The architecture doc mentions that Farrago Java code communicates with the Fennel C++ kernel via JNI. This document presents the detailed design for that integration.

Design Goals

The JNI interface wrapping Fennel is necessarily quite wide, as it has to deal with a variety of storage objects and operations which will be extended over time. This implies that the interface should be designed carefully with a number of goals in mind.

Programmer productivity: JNI programming is very tedious and error-prone. Everything possible should be done to make life easy for those who have to define and maintain this interface.
Safety: JNI programming errors can result in undetected corruption of the JVM and/or the storage manager, and weak typing makes it very hard to detect these at compile time. The interface design should attempt to counteract these problems.
Expressiveness: It must be easy to exchange complex metadata between Java and C++ code.
Documentation: The interface must be well documented since it is accessed by many Farrago components.
Integration Completeness: The JNI interface must provide integration support for all aspects of server execution (e.g. tracing, exception handling, internationalization).
Efficiency: Interface methods which are on the critical path for query execution must be implemented with minimal overhead.

Approach

A well known approach which addresses most of the above design goals is the proxy/peer system in which C++ code is generated from Java interfaces. For Java code that needs to call C++, the developer fills in implementations for generated peer classes. Conversely, C++ code that needs to access Java makes calls on generated proxy objects which wrap hidden JNI method invocations. The code generation step addresses productivity, safety, and expressiveness.

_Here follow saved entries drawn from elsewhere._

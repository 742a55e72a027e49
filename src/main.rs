//! Chat Relay - TCP text broadcast relay server
//!
//! Every chunk a client sends is relayed to all other connected clients,
//! prefixed with the sender's id.

use anyhow::{Context, Result};
use clap::Parser;
use std::path::PathBuf;
use std::sync::Arc;

use tracing::{error, info};
use tracing_subscriber::{layer::SubscriberExt, util::SubscriberInitExt};

use chat_relay::{
    config::{ConfigManager, FramingMode},
    Config, ConnectionManager, ShutdownCoordinator,
};

/// CLI arguments for Chat Relay
#[derive(Parser, Debug)]
#[command(name = "chat-relay")]
#[command(about = "Chat Relay - TCP text broadcast relay server")]
#[command(version)]
#[command(long_about = "
Chat Relay - TCP text broadcast relay server

Clients connect over TCP and receive \"Welcome, Client <id>!\". Whatever a
client sends is relayed to every other client as \"Client <id>: <bytes>\".
Connections beyond the client limit are closed without a reply.

Configuration priority (highest to lowest):
1. Command-line arguments
2. Configuration file (when present)
3. Environment variables
4. Built-in defaults

Environment variables:
  CHAT_RELAY_BIND_ADDR         - Bind address (e.g., 0.0.0.0:8080)
  CHAT_RELAY_MAX_CLIENTS       - Maximum concurrent clients
  CHAT_RELAY_MAX_MESSAGE_SIZE  - Read buffer size in bytes
  CHAT_RELAY_SEND_TIMEOUT      - Per-peer send timeout (e.g., 5s, 500ms)
  CHAT_RELAY_FRAMING           - Message framing (chunk, line)
  CHAT_RELAY_LOG_LEVEL         - Log level (trace, debug, info, warn, error)
")]
pub struct CliArgs {
    /// Configuration file path
    #[arg(short, long, default_value = "chat-relay.toml", help = "Path to configuration file")]
    pub config: PathBuf,

    /// Bind address (overrides config file)
    #[arg(short, long, help = "Bind address (e.g., 127.0.0.1:8080)")]
    pub bind: Option<String>,

    /// Port to bind to (overrides config file)
    #[arg(short, long, help = "Port to bind to")]
    pub port: Option<u16>,

    /// Maximum number of concurrent clients
    #[arg(long, help = "Maximum number of concurrent clients")]
    pub max_clients: Option<usize>,

    /// Read buffer size in bytes
    #[arg(long, help = "Read buffer size in bytes")]
    pub max_message_size: Option<usize>,

    /// Message framing: chunk or line
    #[arg(long, help = "Message framing (chunk, line)")]
    pub framing: Option<FramingMode>,

    /// Log level (trace, debug, info, warn, error)
    #[arg(long, help = "Log level")]
    pub log_level: Option<String>,

    /// Enable verbose logging (sets log level to debug)
    #[arg(short, long, help = "Enable verbose logging")]
    pub verbose: bool,

    /// Validate configuration and exit
    #[arg(long, help = "Validate configuration and exit")]
    pub validate_config: bool,
}

#[tokio::main]
async fn main() -> Result<()> {
    let args = CliArgs::parse();

    let config = load_config(&args)?;

    init_tracing(&args, &config)?;

    if args.validate_config {
        info!("Configuration is valid");
        info!("  Bind address: {}", config.server.bind_addr);
        info!("  Max clients: {}", config.server.max_clients);
        info!("  Max message size: {} bytes", config.server.max_message_size);
        info!("  Send timeout: {:?}", config.server.send_timeout);
        info!("  Framing: {}", config.server.framing);
        return Ok(());
    }

    info!("Starting Chat Relay v{}", env!("CARGO_PKG_VERSION"));
    info!(
        "Max clients: {}, framing: {}",
        config.server.max_clients, config.server.framing
    );

    let shutdown_coordinator = ShutdownCoordinator::new(config.server.shutdown_timeout);

    let mut connection_manager = ConnectionManager::new(Arc::new(config));
    connection_manager
        .bind()
        .await
        .context("Server setup failed")?;
    let connection_manager = Arc::new(connection_manager);

    let server_handle = {
        let manager = Arc::clone(&connection_manager);
        tokio::spawn(async move {
            if let Err(e) = manager.accept_connections().await {
                error!("Server error: {}", e);
            }
        })
    };

    if let Err(e) = shutdown_coordinator.listen_for_signals().await {
        error!("Error setting up signal handlers: {}", e);
    }

    shutdown_coordinator
        .shutdown_connection_manager(&connection_manager)
        .await?;

    if let Err(e) = server_handle.await {
        if !e.is_cancelled() {
            error!("Server task failed: {}", e);
        }
    }

    info!("Server shutdown complete");

    Ok(())
}

/// Load configuration with priority: CLI args > config file > environment > defaults
fn load_config(args: &CliArgs) -> Result<Config> {
    let mut config = ConfigManager::load_layered(&args.config, |key| std::env::var(key).ok())?;

    config.merge_with_cli_args(
        args.bind.as_deref(),
        args.port,
        args.max_clients,
        args.max_message_size,
        args.framing,
    )?;

    if let Some(level) = &args.log_level {
        config.logging.level = level.clone();
    }

    config
        .validate()
        .context("Final configuration validation failed")?;

    Ok(config)
}

/// Initialize tracing/logging
fn init_tracing(args: &CliArgs, config: &Config) -> Result<()> {
    let log_level = if args.verbose {
        "debug"
    } else {
        config.logging.level.as_str()
    };

    let env_filter = tracing_subscriber::EnvFilter::try_from_default_env()
        .unwrap_or_else(|_| tracing_subscriber::EnvFilter::new(log_level));

    tracing_subscriber::registry()
        .with(
            tracing_subscriber::fmt::layer()
                .with_target(false)
                .with_thread_ids(true)
                .with_level(true)
                .with_ansi(true),
        )
        .with(env_filter)
        .init();

    Ok(())
}
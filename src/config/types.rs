//! Configuration Types

use serde::{Deserialize, Serialize};
use std::fmt;
use std::net::SocketAddr;
use std::str::FromStr;
use std::time::Duration;

use crate::protocol::constants::{DEFAULT_MAX_CLIENTS, DEFAULT_MAX_MESSAGE_SIZE, DEFAULT_PORT};

/// Main configuration structure
#[derive(Debug, Clone, Deserialize, Serialize)]
#[serde(default)]
pub struct Config {
    pub server: ServerConfig,
    pub logging: LoggingConfig,
}

/// Server configuration
#[derive(Debug, Clone, Deserialize, Serialize)]
#[serde(default)]
pub struct ServerConfig {
    pub bind_addr: SocketAddr,
    /// Number of registry slots; ids are always in `1..=max_clients`
    pub max_clients: usize,
    /// Size of the per-connection read buffer. One byte is reserved, so a
    /// single read returns at most `max_message_size - 1` bytes.
    pub max_message_size: usize,
    /// Upper bound on a single write to one peer during a broadcast
    #[serde(with = "humantime_serde")]
    pub send_timeout: Duration,
    #[serde(with = "humantime_serde")]
    pub shutdown_timeout: Duration,
    pub framing: FramingMode,
}

/// How inbound bytes are cut into relayed messages
#[derive(Debug, Clone, Copy, PartialEq, Eq, Default, Deserialize, Serialize)]
#[serde(rename_all = "lowercase")]
pub enum FramingMode {
    /// Every successful read is relayed as one message
    #[default]
    Chunk,
    /// Newline-terminated lines are relayed individually
    Line,
}

/// Logging configuration
#[derive(Debug, Clone, Deserialize, Serialize)]
#[serde(default)]
pub struct LoggingConfig {
    pub level: String,
}

impl Default for Config {
    fn default() -> Self {
        Self {
            server: ServerConfig::default(),
            logging: LoggingConfig::default(),
        }
    }
}

impl Default for ServerConfig {
    fn default() -> Self {
        Self {
            bind_addr: SocketAddr::from(([0, 0, 0, 0], DEFAULT_PORT)),
            max_clients: DEFAULT_MAX_CLIENTS,
            max_message_size: DEFAULT_MAX_MESSAGE_SIZE,
            send_timeout: Duration::from_secs(5),
            shutdown_timeout: Duration::from_secs(10),
            framing: FramingMode::Chunk,
        }
    }
}

impl Default for LoggingConfig {
    fn default() -> Self {
        Self {
            level: "info".to_string(),
        }
    }
}

impl ServerConfig {
    /// Maximum number of bytes handed back by one read
    pub fn read_limit(&self) -> usize {
        self.max_message_size.saturating_sub(1).max(1)
    }
}

impl fmt::Display for FramingMode {
    fn fmt(&self, f: &mut fmt::Formatter<'_>) -> fmt::Result {
        match self {
            FramingMode::Chunk => write!(f, "chunk"),
            FramingMode::Line => write!(f, "line"),
        }
    }
}

impl FromStr for FramingMode {
    type Err = anyhow::Error;

    fn from_str(s: &str) -> Result<Self, Self::Err> {
        match s.to_ascii_lowercase().as_str() {
            "chunk" => Ok(FramingMode::Chunk),
            "line" => Ok(FramingMode::Line),
            other => Err(anyhow::anyhow!("unknown framing mode '{}', expected 'chunk' or 'line'", other)),
        }
    }
}
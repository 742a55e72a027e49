//! Chat Relay Library
//!
//! A connection-oriented text broadcast relay: every chunk a client sends
//! is forwarded to all other currently-connected clients.

pub mod config;
pub mod connection;
pub mod protocol;
pub mod registry;
pub mod relay;
pub mod shutdown;

pub use config::Config;
pub use connection::ConnectionManager;
pub use registry::{ClientId, Registry, RegistryError};
pub use relay::Broadcaster;
pub use shutdown::ShutdownCoordinator;

/// Common error type for the relay server
pub type Result<T> = anyhow::Result<T>;
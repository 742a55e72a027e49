//! Wire Protocol Module
//! 
//! There is no structured protocol: raw bytes over the stream, plus a
//! greeting on connect and an id prefix on every relayed message.

pub mod constants;
pub mod messages;

pub use messages::{relay_message, welcome_message};
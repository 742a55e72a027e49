//! Graceful Shutdown Handling
//!
//! Listens for SIGTERM/SIGINT and drains the relay: the accept loop stops,
//! every handler unregisters its connection, and the process exits once the
//! handlers are gone or the timeout elapses.

use std::time::Duration;
use tokio::signal;
use tracing::{info, warn};
use crate::connection::ConnectionManager;
use crate::Result;

/// Shutdown coordinator that manages graceful shutdown process
pub struct ShutdownCoordinator {
    /// Shutdown timeout duration
    timeout: Duration,
}

impl ShutdownCoordinator {
    /// Create a new shutdown coordinator
    pub fn new(timeout: Duration) -> Self {
        Self { timeout }
    }

    /// Wait for SIGTERM, SIGINT or Ctrl+C
    pub async fn listen_for_signals(&self) -> Result<()> {
        info!("Starting shutdown signal listener");

        #[cfg(unix)]
        {
            let mut sigterm = signal::unix::signal(signal::unix::SignalKind::terminate())?;
            let mut sigint = signal::unix::signal(signal::unix::SignalKind::interrupt())?;

            tokio::select! {
                _ = sigterm.recv() => {
                    info!("Received SIGTERM, initiating graceful shutdown");
                }
                _ = sigint.recv() => {
                    info!("Received SIGINT, initiating graceful shutdown");
                }
                _ = signal::ctrl_c() => {
                    info!("Received Ctrl+C, initiating graceful shutdown");
                }
            }
        }

        #[cfg(windows)]
        {
            signal::ctrl_c().await?;
            info!("Received Ctrl+C, initiating graceful shutdown");
        }

        Ok(())
    }

    /// Stop the connection manager and wait for its connections to drain.
    ///
    /// The manager's own shutdown channel is the only one; accept loop and
    /// handlers are all subscribed to it.
    pub async fn shutdown_connection_manager(&self, connection_manager: &ConnectionManager) -> Result<()> {
        connection_manager.initiate_shutdown();

        let drained = tokio::time::timeout(
            self.timeout,
            connection_manager.wait_for_connections_to_close(),
        )
        .await
        .unwrap_or(false);

        let stats = connection_manager.get_connection_stats().await;
        info!(
            "Relay totals: {} accepted, {} rejected, {} messages relayed, {} deliveries, {} delivery failures",
            stats.relay.total_accepted,
            stats.relay.total_rejected,
            stats.relay.messages_relayed,
            stats.relay.deliveries,
            stats.relay.delivery_failures
        );

        if !drained {
            warn!("{} connections still active at shutdown", connection_manager.get_active_connections());
        }

        Ok(())
    }
}

#[cfg(test)]
mod tests {
    use super::*;
    use crate::config::Config;
    use std::sync::Arc;

    #[tokio::test]
    async fn test_shutdown_reaches_manager_subscribers() {
        let coordinator = ShutdownCoordinator::new(Duration::from_secs(5));
        let manager = ConnectionManager::new(Arc::new(Config::default()));
        let mut receiver = manager.subscribe_shutdown();

        coordinator.shutdown_connection_manager(&manager).await.unwrap();

        assert!(receiver.recv().await.is_ok());
    }

    #[tokio::test]
    async fn test_shutdown_idle_connection_manager() {
        let coordinator = ShutdownCoordinator::new(Duration::from_secs(1));
        let manager = ConnectionManager::new(Arc::new(Config::default()));

        coordinator.shutdown_connection_manager(&manager).await.unwrap();
        assert!(manager.is_shutting_down());
        assert_eq!(manager.get_active_connections(), 0);
    }
}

Generic tools such as Jace are available which automate the Java-to-C++ code generation process. For Farrago, a lightweight homebrew solution was developed along similar lines, but tailored to take full advantage of available metadata.

The approach starts with a UML model for the data structures to be communicated between Java and C++. This model is a subpackage of FEM (TODO: link to FEM docs), so from it Java interfaces and implementation classes are generated automatically as part of the overall catalog build process (TODO: link to build docs). However, these classes are marked with the org.netbeans.mdr.transient tag, so instances created at runtime will never be stored in the catalog.

Once the MDR-based catalog is created, a custom C++ code generator is run which produces C++ proxy classes (peers are not yet supported as there has been little need so far). The code generator uses a combination of Java reflection and JMI metadata access to transform the source model. The available metadata allows us to take full advantage of the type safety afforded by C++ generics. For example, in Java, an JMI association is accessed via a weakly-typed Collection, requiring typecasting. The code generator knows the true type of the association end, so it generates an appropriate instantiation of a C++ template which hides all typecasting. The generated classes make use of a small runtime framework for calling JNI.

TODO: diagram

It should be noted that the choice of this model-driven approach brings some design goals into competition. The extra complexity of dealing with a modeling tool introduces a learning curve and may add a small drag on productivity (although it's still far superior to straight JNI programming). However, the benefits for safety, documentation, and expressiveness are worth the extra hassle.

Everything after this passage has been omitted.